CANDIDATE QUESTIONNAIRE

Name: Gloria Estela La Riva
Office you are seeking: Governor of California
Phone number: 415-826-4828; fax: 415-821-5782

1) How have your past experiences/activities supported the missions of ADRPAC?

I have been a long-time activist, over 21 years, in struggles and issues concerning working people, and especially against racism and sexism and for full rights of the lesbian and gay community. Since my university days at Brandeis University, class of 1976, and as a beneficiary of affirmative action, I realized that community action is the moving force in affecting real change. I was very busy in school fighting to defend our affirmative action gains, in the Third World Coalition, of African-American, Latino, Asian, and Native students. I moved to Rochester N.Y., where I became involved in helping defend Imani Harris, a political prisoner who was on death row in Atmore-Holman prison in Alabama (1976).

I have been involved in numerous struggles, from fighting for lower utility rates and against heat shut-offs by Rochester Gas and Electric to helping organize against the nazis and Ku Klux Klan in Chicago (1980), Buffalo (1981), Oroville, California (1982).

In San Francisco during the mid-1980s as an organizer in the All-Peoples Congress I was coordinator of our campaign to build public and union support for the Black Firefighters Association of S.F., who had won an historic consent decree, only after many years of extremely difficult struggle on the part of the African-American Firefighters.

I have been a strong supporter of the African National Congress, and attended my first anti-apartheid protest in Rochester in 1977. In San Francisco, I was one of the founders of the Southern Africa Freedom Committee of APC, and one of our first actions was to build demonstrations in support of the Black gold and diamond miners in South Africa. Also, when Linda Ronstadt went on national tour in the U.S. in 1983, and she had just performed in Sun City, thus violating the cultural
boycott of South Africa, our group held a three-day protest at her concert at the Orpheum Theater. After other groups in the U.S. picked up on the protests, she finally apologized to the ANC and promised not to break the boycott again. I was one of the principal organizers of that protest. I have been active in the anti-apartheid movement for many years.

On other international issues, I have coordinated projects to help put an end to the U.S. blockade of Cuba, and have traveled to that country several times.

I was one of the convenors of the San Francisco 25th anniversary march and rally commemorating the 1963 Martin Luther King Jr.'s "I Have a Dream" march on Washington.

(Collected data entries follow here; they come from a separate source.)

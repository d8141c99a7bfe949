//! Background receive loop and callback fan-out for telemetry frames.
//!
//! A [`ReceiveLoop`] pumps frames out of a producer (usually a
//! [`Framer`](telemlink_frame::Framer)) on its own thread; a [`Handler`]
//! fans each frame out to registered callbacks, either to every callback or
//! only to those subscribed to the frame's message type.

pub mod error;
pub mod handler;
pub mod listener;

use std::sync::Arc;

use telemlink_frame::Framer;
use telemlink_transport::ByteSource;

pub use error::{DispatchError, Result, SinkError};
pub use handler::{Callback, Handler, MsgFilter};
pub use listener::{ListenerConfig, ListenerState, ReceiveLoop};

/// Start a receive loop that feeds every frame from `framer` into `handler`.
pub fn spawn_handler_loop<S>(framer: Framer<S>, handler: Arc<Handler>) -> Result<ReceiveLoop>
where
    S: ByteSource + 'static,
{
    let mut framer = framer;
    let mut rx = ReceiveLoop::with_handler(move || framer.receive(), handler);
    rx.start()?;
    Ok(rx)
}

There are many issues that I have been active in, reproductive rights for women, and especially for the right of poor women to health care access regardless of ability to pay, for comparable worth, and equal rights in general. When I was 23, I led a union-organizing drive of an all-woman workforce at the Fairport Shopping News near Rochester, New York. It was a very difficult fight for a union, but one in which I learned so much about unity. We won the union-recognition election, but
we were fired the next day for our union activity. However, none of the women involved ever regretted our union organizing activity.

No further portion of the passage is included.